Tuesday, April 08, 2014

Miracleization of philosophy

I am writing this even as an episode of Mahangalum Adhisayangalum (The spiritual masters and their miracles – loosely translated) is being played out on Star Vijay TV channel. The program is an anthology of events, each leading to resolution of difficulties in the lives of the devotees of the erstwhile head of the Kanchi Sankara Mutt, Sri Chandrashekharendra Saraswathi, ostensibly brought about by the seer. Each episode is presented as a miracle, justifying the title of the show.
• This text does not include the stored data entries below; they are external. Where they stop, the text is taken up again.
//! Linear Layer
//!
//! Affine map `y = x @ W (+ b)`.
//!
//! ## Backward Pass
//!
//! ```text
//! grad_W = x^T @ grad_y
//! grad_b = sum(grad_y, axis=0)
//! grad_x = grad_y @ W^T
//! ```
//!
//! Attention projections have no bias; the residual projections and the
//! feed-forward layers do.

use super::ParamMut;
use crate::tensor::Tensor;
use rand::Rng;
use rand_distr::StandardNormal;

/// Standard deviation of the normal initialization for weights and embeddings.
pub const INIT_STD: f32 = 0.02;

/// Draw `size` values from N(0, std²).
pub fn normal_init<R: Rng + ?Sized>(size: usize, std: f32, rng: &mut R) -> Vec<f32> {
    (0..size)
        .map(|_| {
            let z: f32 = rng.sample(StandardNormal);
            z * std
        })
        .collect()
}

/// Fully connected layer.
///
/// - `weight`: `[in_features, out_features]`
/// - `bias`: `[out_features]`, if present
#[derive(Clone, Debug)]
pub struct Linear {
    pub weight: Tensor,
    pub bias: Option<Tensor>,
}

impl Linear {
    /// Create a layer with N(0, 0.02²) weights and a zero bias.
    pub fn new<R: Rng + ?Sized>(
        in_features: usize,
        out_features: usize,
        bias: bool,
        rng: &mut R,
    ) -> Self {
        Self {
            weight: Tensor::new(
                normal_init(in_features * out_features, INIT_STD, rng),
                vec![in_features, out_features],
            ),
            bias: bias.then(|| Tensor::zeros(vec![out_features])),
        }
    }

    pub fn in_features(&self) -> usize {
        self.weight.shape[0]
    }

    pub fn out_features(&self) -> usize {
        self.weight.shape[1]
    }

    /// Forward pass on `[rows, in_features]`, caching the input.
    pub fn forward(&self, x: &Tensor) -> (Tensor, LinearCache) {
        let y = x.matmul(&self.weight);
        let y = match &self.bias {
            Some(b) => y.add_row(b),
            None => y,
        };
        (y, LinearCache { x: x.clone() })
    }

    pub fn backward(&self, grad_out: &Tensor, cache: &LinearCache) -> LinearGradients {
        LinearGradients {
            weight: cache.x.transpose().matmul(grad_out),
            bias: self.bias.as_ref().map(|_| grad_out.sum_rows()),
            x: grad_out.matmul(&self.weight.transpose()),
        }
    }

    pub fn params(&self) -> Vec<&Tensor> {
        let mut params = vec![&self.weight];
        params.extend(self.bias.as_ref());
        params
    }

    pub fn params_mut(&mut self) -> Vec<ParamMut<'_>> {
        let mut params = vec![ParamMut::weight(&mut self.weight)];
        params.extend(self.bias.as_mut().map(ParamMut::no_decay));
        params
    }
}

pub struct LinearCache {
    pub x: Tensor,
}

pub struct LinearGradients {
    pub weight: Tensor,
    pub bias: Option<Tensor>,
    /// Gradient for the previous layer
    pub x: Tensor,
}

impl LinearGradients {
    pub fn tensors(&self) -> Vec<&Tensor> {
        let mut tensors = vec![&self.weight];
        tensors.extend(self.bias.as_ref());
        tensors
    }

    pub fn tensors_mut(&mut self) -> Vec<&mut Tensor> {
        let mut tensors = vec![&mut self.weight];
        tensors.extend(self.bias.as_mut());
        tensors
    }
}
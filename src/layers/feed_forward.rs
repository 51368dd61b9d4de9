//! Position-wise Feed-Forward Network
//!
//! ```text
//! h = activation(x @ W1 + b1)     [rows, 4 * n_embd]
//! y = dropout(h @ W2 + b2)        [rows, n_embd]
//! ```
//!
//! Every row is transformed independently; mixing across positions is left
//! to attention.

use super::activation::Activation;
use super::dropout::{Dropout, DropoutCache};
use super::linear::{Linear, LinearCache, LinearGradients};
use super::{Mode, ParamMut};
use crate::tensor::Tensor;
use rand::Rng;

/// Width multiplier of the hidden layer.
pub const EXPANSION: usize = 4;

#[derive(Clone, Debug)]
pub struct FeedForward {
    pub fc1: Linear,
    pub fc2: Linear,
    pub activation: Activation,
    pub dropout: Dropout,
}

impl FeedForward {
    pub fn new<R: Rng + ?Sized>(
        n_embd: usize,
        activation: Activation,
        dropout: f32,
        rng: &mut R,
    ) -> Self {
        Self {
            fc1: Linear::new(n_embd, EXPANSION * n_embd, true, rng),
            fc2: Linear::new(EXPANSION * n_embd, n_embd, true, rng),
            activation,
            dropout: Dropout::new(dropout),
        }
    }

    pub fn forward<R: Rng + ?Sized>(
        &self,
        x: &Tensor,
        mode: Mode,
        rng: &mut R,
    ) -> (Tensor, FeedForwardCache) {
        let (pre, fc1_cache) = self.fc1.forward(x);
        let hidden = self.activation.forward(&pre);
        let (out, fc2_cache) = self.fc2.forward(&hidden);
        let (y, dropout_cache) = self.dropout.forward(&out, mode, rng);

        (
            y,
            FeedForwardCache {
                fc1_cache,
                pre,
                fc2_cache,
                dropout_cache,
            },
        )
    }

    pub fn backward(&self, grad_out: &Tensor, cache: &FeedForwardCache) -> FeedForwardGradients {
        let grad = self.dropout.backward(grad_out, &cache.dropout_cache);
        let fc2 = self.fc2.backward(&grad, &cache.fc2_cache);
        let grad_pre = self.activation.backward(&fc2.x, &cache.pre);
        let fc1 = self.fc1.backward(&grad_pre, &cache.fc1_cache);
        let x = fc1.x.clone();

        FeedForwardGradients { fc1, fc2, x }
    }

    pub fn params(&self) -> Vec<&Tensor> {
        let mut params = self.fc1.params();
        params.extend(self.fc2.params());
        params
    }

    pub fn params_mut(&mut self) -> Vec<ParamMut<'_>> {
        let mut params = self.fc1.params_mut();
        params.extend(self.fc2.params_mut());
        params
    }
}

pub struct FeedForwardCache {
    pub fc1_cache: LinearCache,
    /// Activation input
    pub pre: Tensor,
    pub fc2_cache: LinearCache,
    pub dropout_cache: DropoutCache,
}

pub struct FeedForwardGradients {
    pub fc1: LinearGradients,
    pub fc2: LinearGradients,
    pub x: Tensor,
}

impl FeedForwardGradients {
    pub fn tensors(&self) -> Vec<&Tensor> {
        let mut tensors = self.fc1.tensors();
        tensors.extend(self.fc2.tensors());
        tensors
    }

    pub fn tensors_mut(&mut self) -> Vec<&mut Tensor> {
        let mut tensors = self.fc1.tensors_mut();
        tensors.extend(self.fc2.tensors_mut());
        tensors
    }
}

#[cfg(test)]
mod tests {
    use super::*;
    use crate::layers::linear::normal_init;
    use rand::rngs::StdRng;
    use rand::SeedableRng;

    #[test]
    fn test_rows_are_independent() {
        let mut rng = StdRng::seed_from_u64(3);
        let ffn = FeedForward::new(8, Activation::Relu, 0.0, &mut rng);
        let x = Tensor::new(normal_init(3 * 8, 1.0, &mut rng), vec![3, 8]);
        let (y, _) = ffn.forward(&x, Mode::Eval, &mut rng);
        let (y_row, _) = ffn.forward(&x.slice_rows(1, 2), Mode::Eval, &mut rng);
        assert_eq!(y.shape, vec![3, 8]);
        for (a, b) in y.row(1).iter().zip(&y_row.data) {
            assert!((a - b).abs() < 1e-6);
        }
    }

    #[test]
    fn test_gelu_input_gradient_matches_finite_difference() {
        let mut rng = StdRng::seed_from_u64(6);
        let ffn = FeedForward::new(4, Activation::Gelu, 0.0, &mut rng);
        let x = Tensor::new(normal_init(2 * 4, 1.0, &mut rng), vec![2, 4]);
        let g = Tensor::new(normal_init(2 * 4, 1.0, &mut rng), vec![2, 4]);
        let loss = |x: &Tensor| -> f32 {
            let mut r = StdRng::seed_from_u64(0);
            let (y, _) = ffn.forward(x, Mode::Eval, &mut r);
            y.data.iter().zip(&g.data).map(|(a, b)| a * b).sum()
        };

        let (_, cache) = ffn.forward(&x, Mode::Eval, &mut rng);
        let grads = ffn.backward(&g, &cache);
        assert_eq!(grads.tensors().len(), 4);

        let h = 1e-2;
        for idx in 0..8 {
            let mut plus = x.clone();
            plus.data[idx] += h;
            let mut minus = x.clone();
            minus.data[idx] -= h;
            let numeric = (loss(&plus) - loss(&minus)) / (2.0 * h);
            assert!((numeric - grads.x.data[idx]).abs() < 1e-3);
        }
    }
}
//! Multi-Head Attention
//!
//! `n_head` independent [`AttentionHead`]s of width `n_embd / n_head` read the
//! same input. Their outputs are concatenated back to `n_embd` columns, passed
//! through an output projection and dropout.
//!
//! Heads are computed in parallel with Rayon. In training mode each head
//! draws its dropout masks from its own generator, seeded from the caller's
//! generator before the heads start, so results do not depend on thread
//! scheduling.

use super::attention::{AttentionCache, AttentionGradients, AttentionHead, CausalMask};
use super::dropout::{Dropout, DropoutCache};
use super::linear::{Linear, LinearCache, LinearGradients};
use super::{Mode, ParamMut};
use crate::error::{ModelError, Result};
use crate::tensor::Tensor;
use rand::rngs::StdRng;
use rand::{Rng, SeedableRng};
use rayon::prelude::*;

#[derive(Clone, Debug)]
pub struct MultiHeadAttention {
    pub heads: Vec<AttentionHead>,
    /// `[n_embd, n_embd]` projection of the concatenated heads
    pub proj: Linear,
    pub dropout: Dropout,
}

impl MultiHeadAttention {
    /// # Errors
    ///
    /// [`ModelError::Config`] unless `n_head` is positive and divides `n_embd`.
    pub fn new<R: Rng + ?Sized>(
        n_embd: usize,
        n_head: usize,
        dropout: f32,
        rng: &mut R,
    ) -> Result<Self> {
        if n_head == 0 || n_embd % n_head != 0 {
            return Err(ModelError::Config(format!(
                "n_head ({n_head}) must be positive and divide n_embd ({n_embd})"
            )));
        }
        let head_size = n_embd / n_head;
        let heads = (0..n_head)
            .map(|_| AttentionHead::new(n_embd, head_size, dropout, rng))
            .collect();
        Ok(Self {
            heads,
            proj: Linear::new(n_embd, n_embd, true, rng),
            dropout: Dropout::new(dropout),
        })
    }

    pub fn forward<R: Rng + ?Sized>(
        &self,
        x: &Tensor,
        seq_len: usize,
        mask: &CausalMask,
        mode: Mode,
        rng: &mut R,
    ) -> (Tensor, MultiHeadCache) {
        let seeds: Vec<u64> = match mode {
            Mode::Train => self.heads.iter().map(|_| rng.random()).collect(),
            Mode::Eval => vec![0; self.heads.len()],
        };

        let (outputs, head_caches): (Vec<Tensor>, Vec<AttentionCache>) = self
            .heads
            .par_iter()
            .zip(seeds)
            .map(|(head, seed)| {
                let mut head_rng = StdRng::seed_from_u64(seed);
                head.forward(x, seq_len, mask, mode, &mut head_rng)
            })
            .unzip();

        let concat = Tensor::concat_cols(&outputs);
        let (projected, proj_cache) = self.proj.forward(&concat);
        let (y, dropout_cache) = self.dropout.forward(&projected, mode, rng);

        (
            y,
            MultiHeadCache {
                heads: head_caches,
                proj_cache,
                dropout_cache,
            },
        )
    }

    pub fn backward(&self, grad_out: &Tensor, cache: &MultiHeadCache) -> MultiHeadGradients {
        let grad_projected = self.dropout.backward(grad_out, &cache.dropout_cache);
        let proj = self.proj.backward(&grad_projected, &cache.proj_cache);

        let head_size = proj.x.cols() / self.heads.len();
        let heads: Vec<AttentionGradients> = self
            .heads
            .par_iter()
            .zip(&cache.heads)
            .enumerate()
            .map(|(h, (head, head_cache))| {
                let grad = proj.x.slice_cols(h * head_size, (h + 1) * head_size);
                head.backward(&grad, head_cache)
            })
            .collect();

        let mut x = Tensor::zeros(grad_out.shape.clone());
        for head in &heads {
            x.add_assign(&head.x);
        }

        MultiHeadGradients { heads, proj, x }
    }

    pub fn params(&self) -> Vec<&Tensor> {
        let mut params: Vec<&Tensor> = self.heads.iter().flat_map(AttentionHead::params).collect();
        params.extend(self.proj.params());
        params
    }

    pub fn params_mut(&mut self) -> Vec<ParamMut<'_>> {
        let mut params: Vec<ParamMut<'_>> = self
            .heads
            .iter_mut()
            .flat_map(AttentionHead::params_mut)
            .collect();
        params.extend(self.proj.params_mut());
        params
    }
}

pub struct MultiHeadCache {
    pub heads: Vec<AttentionCache>,
    pub proj_cache: LinearCache,
    pub dropout_cache: DropoutCache,
}

pub struct MultiHeadGradients {
    pub heads: Vec<AttentionGradients>,
    pub proj: LinearGradients,
    pub x: Tensor,
}

impl MultiHeadGradients {
    pub fn tensors(&self) -> Vec<&Tensor> {
        let mut tensors: Vec<&Tensor> = self
            .heads
            .iter()
            .flat_map(AttentionGradients::tensors)
            .collect();
        tensors.extend(self.proj.tensors());
        tensors
    }

    pub fn tensors_mut(&mut self) -> Vec<&mut Tensor> {
        let mut tensors: Vec<&mut Tensor> = self
            .heads
            .iter_mut()
            .flat_map(AttentionGradients::tensors_mut)
            .collect();
        tensors.extend(self.proj.tensors_mut());
        tensors
    }
}
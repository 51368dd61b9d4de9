//! Character Vocabulary
//!
//! Every distinct character of the training corpus becomes one token. The
//! characters are sorted before ids are assigned, so two runs over the same
//! corpus always produce the same mapping. Newlines and punctuation are
//! ordinary entries.
//!
//! ## Example
//!
//! ```rust
//! use puck::Vocabulary;
//!
//! let vocab = Vocabulary::from_text("hello world");
//! assert_eq!(vocab.len(), 8); // ' ', d, e, h, l, o, r, w
//!
//! let ids = vocab.encode("hold").unwrap();
//! assert_eq!(vocab.decode(&ids).unwrap(), "hold");
//! ```

use crate::error::{ModelError, Result};
use serde::{Deserialize, Serialize};
use std::collections::{BTreeSet, HashMap};

/// Bijection between characters and the contiguous ids `0..len()`.
///
/// Serialized as the ordered character list; deserialization rebuilds the
/// reverse index and rejects duplicates.
#[derive(Clone, Debug, PartialEq, Eq, Serialize, Deserialize)]
#[serde(try_from = "Vec<char>", into = "Vec<char>")]
pub struct Vocabulary {
    id_to_char: Vec<char>,
    char_to_id: HashMap<char, usize>,
}

impl Vocabulary {
    /// Build the vocabulary of all characters appearing in `text`, in sorted order.
    pub fn from_text(text: &str) -> Self {
        let chars: BTreeSet<char> = text.chars().collect();
        let id_to_char: Vec<char> = chars.into_iter().collect();
        let char_to_id = id_to_char.iter().enumerate().map(|(i, &c)| (c, i)).collect();
        Self {
            id_to_char,
            char_to_id,
        }
    }

    /// Number of tokens.
    pub fn len(&self) -> usize {
        self.id_to_char.len()
    }

    /// True for a vocabulary built from empty text.
    pub fn is_empty(&self) -> bool {
        self.id_to_char.is_empty()
    }

    /// Characters in id order.
    pub fn chars(&self) -> &[char] {
        &self.id_to_char
    }

    /// Id of a single character.
    pub fn id(&self, c: char) -> Option<usize> {
        self.char_to_id.get(&c).copied()
    }

    /// Encode text into ids, failing on the first character outside the vocabulary.
    pub fn encode(&self, text: &str) -> Result<Vec<usize>> {
        text.chars()
            .map(|c| self.id(c).ok_or(ModelError::UnknownChar(c)))
            .collect()
    }

    /// Decode ids into text, failing on the first id outside `[0, len())`.
    pub fn decode(&self, ids: &[usize]) -> Result<String> {
        ids.iter()
            .map(|&id| {
                self.id_to_char
                    .get(id)
                    .copied()
                    .ok_or(ModelError::TokenOutOfRange {
                        id,
                        vocab_size: self.len(),
                    })
            })
            .collect()
    }
}

impl TryFrom<Vec<char>> for Vocabulary {
    type Error = ModelError;

    fn try_from(id_to_char: Vec<char>) -> Result<Self> {
        let mut char_to_id = HashMap::with_capacity(id_to_char.len());
        for (i, &c) in id_to_char.iter().enumerate() {
            if char_to_id.insert(c, i).is_some() {
                return Err(ModelError::Format(format!(
                    "vocabulary lists {c:?} more than once"
                )));
            }
        }
        Ok(Self {
            id_to_char,
            char_to_id,
        })
    }
}

impl From<Vocabulary> for Vec<char> {
    fn from(vocab: Vocabulary) -> Self {
        vocab.id_to_char
    }
}
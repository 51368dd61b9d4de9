//! Errors
//!
//! Every fallible operation in the crate returns [`ModelError`]. Callers can
//! match on the variant to decide whether to abort a run or skip a batch.
//!
//! # Variants
//!
//! - **Config**: hyper-parameters are inconsistent (e.g. `n_head` does not
//!   divide `n_embd`). Raised at construction; no partial model is returned.
//! - **Shape**: an input violates a shape contract. Carries the expected and
//!   the actual shape.
//! - **UnknownChar / TokenOutOfRange**: text or ids fall outside the vocabulary.
//! - **NonFinite**: a forward or backward pass produced NaN or infinity.
//! - **Sampling**: the next-token distribution is degenerate. This points at a
//!   broken mask or model and is never retried.
//! - **Io / Format**: checkpoint files could not be read, written, or parsed.

use std::fmt;

/// Errors produced by model construction, training, generation and persistence.
#[derive(Debug)]
pub enum ModelError {
    /// Invalid configuration, detected before any parameter is allocated.
    Config(String),

    /// Shape or contract violation at the boundary of an operation.
    Shape {
        /// The operation that rejected the input.
        context: &'static str,
        /// Human-readable expected shape.
        expected: String,
        /// Human-readable actual shape.
        actual: String,
    },

    /// A character that is not part of the vocabulary.
    UnknownChar(char),

    /// A token id outside `[0, vocab_size)`.
    TokenOutOfRange {
        /// The offending id.
        id: usize,
        /// Size of the vocabulary.
        vocab_size: usize,
    },

    /// NaN or infinity in a loss, logits, or gradients.
    NonFinite {
        /// Where the non-finite value was detected.
        context: &'static str,
    },

    /// Degenerate probability distribution during sampling.
    Sampling(String),

    /// Underlying I/O failure.
    Io(std::io::Error),

    /// Malformed checkpoint or configuration file.
    Format(String),
}

impl ModelError {
    /// Shorthand for building a [`ModelError::Shape`].
    pub fn shape(
        context: &'static str,
        expected: impl fmt::Display,
        actual: impl fmt::Display,
    ) -> Self {
        ModelError::Shape {
            context,
            expected: expected.to_string(),
            actual: actual.to_string(),
        }
    }
}

impl fmt::Display for ModelError {
    fn fmt(&self, f: &mut fmt::Formatter<'_>) -> fmt::Result {
        match self {
            ModelError::Config(m) => write!(f, "invalid configuration: {m}"),
            ModelError::Shape {
                context,
                expected,
                actual,
            } => write!(f, "{context}: expected {expected}, got {actual}"),
            ModelError::UnknownChar(c) => write!(f, "character {c:?} is not in the vocabulary"),
            ModelError::TokenOutOfRange { id, vocab_size } => {
                write!(f, "token id {id} is outside the vocabulary (size {vocab_size})")
            }
            ModelError::NonFinite { context } => write!(f, "non-finite value in {context}"),
            ModelError::Sampling(m) => write!(f, "cannot sample next token: {m}"),
            ModelError::Io(e) => write!(f, "i/o error: {e}"),
            ModelError::Format(m) => write!(f, "malformed file: {m}"),
        }
    }
}

impl std::error::Error for ModelError {
    fn source(&self) -> Option<&(dyn std::error::Error + 'static)> {
        match self {
            ModelError::Io(e) => Some(e),
            _ => None,
        }
    }
}

impl From<std::io::Error> for ModelError {
    fn from(e: std::io::Error) -> Self {
        ModelError::Io(e)
    }
}

impl From<serde_json::Error> for ModelError {
    fn from(e: serde_json::Error) -> Self {
        ModelError::Format(e.to_string())
    }
}

/// Result alias used throughout the crate.
pub type Result<T> = std::result::Result<T, ModelError>;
Sometimes it feels to me like that the promoters of the program, perhaps after taking the permission of the mutt, desire that the Vatican bestow sainthood on the seer, based on the number of miracles! If that is irreverent, understand the kind of dissonance the program has created in my mind.
In my chosen perspective, this cheapens what the seer is supposed to have represented. As the head of the mutt it was his mandate to propagate the philosophy of Sri Adi Sankara, the founder of the Advaitism school of philosophy. It is perhaps justifiable that he may have brought the level of discourse to what is suitable for layman comprehension. However, as far as I know miracles were not part of that mechanism of dilution. Then, why is it necessary to highlight such miracles, in a manner of legitimizing the position of the seer, day after day? One may be tempted to ask whether it was the seer who created the miracles or the other way round.
What the miracles do is to shift the focus from the underlying philosophy, a source for a high level normative discourse, to simplistic thoughts on what can be the mundane benefits of following the seer; instrumentalism comes to the fore.
By airing the miracles that establish no connection between them and the philosophy, the program undermines the raison d’ etre of the mutt. This is, in a manner of speaking, sugar coating a pill to an extent that the agency of active ingredient is fully negated.
How I wish this miracleization of philosophy stopped. To his credit the seer has given a number of suggestions as to how lead a moral life, even if only within the tenets of the organization that he headed. Would it not be better for those thoughts and advice, going beyond the fetters of organization and suitably universalized, to be given shape in a program extoling Sri Chandrashekarendra Saraswathi’s virtues?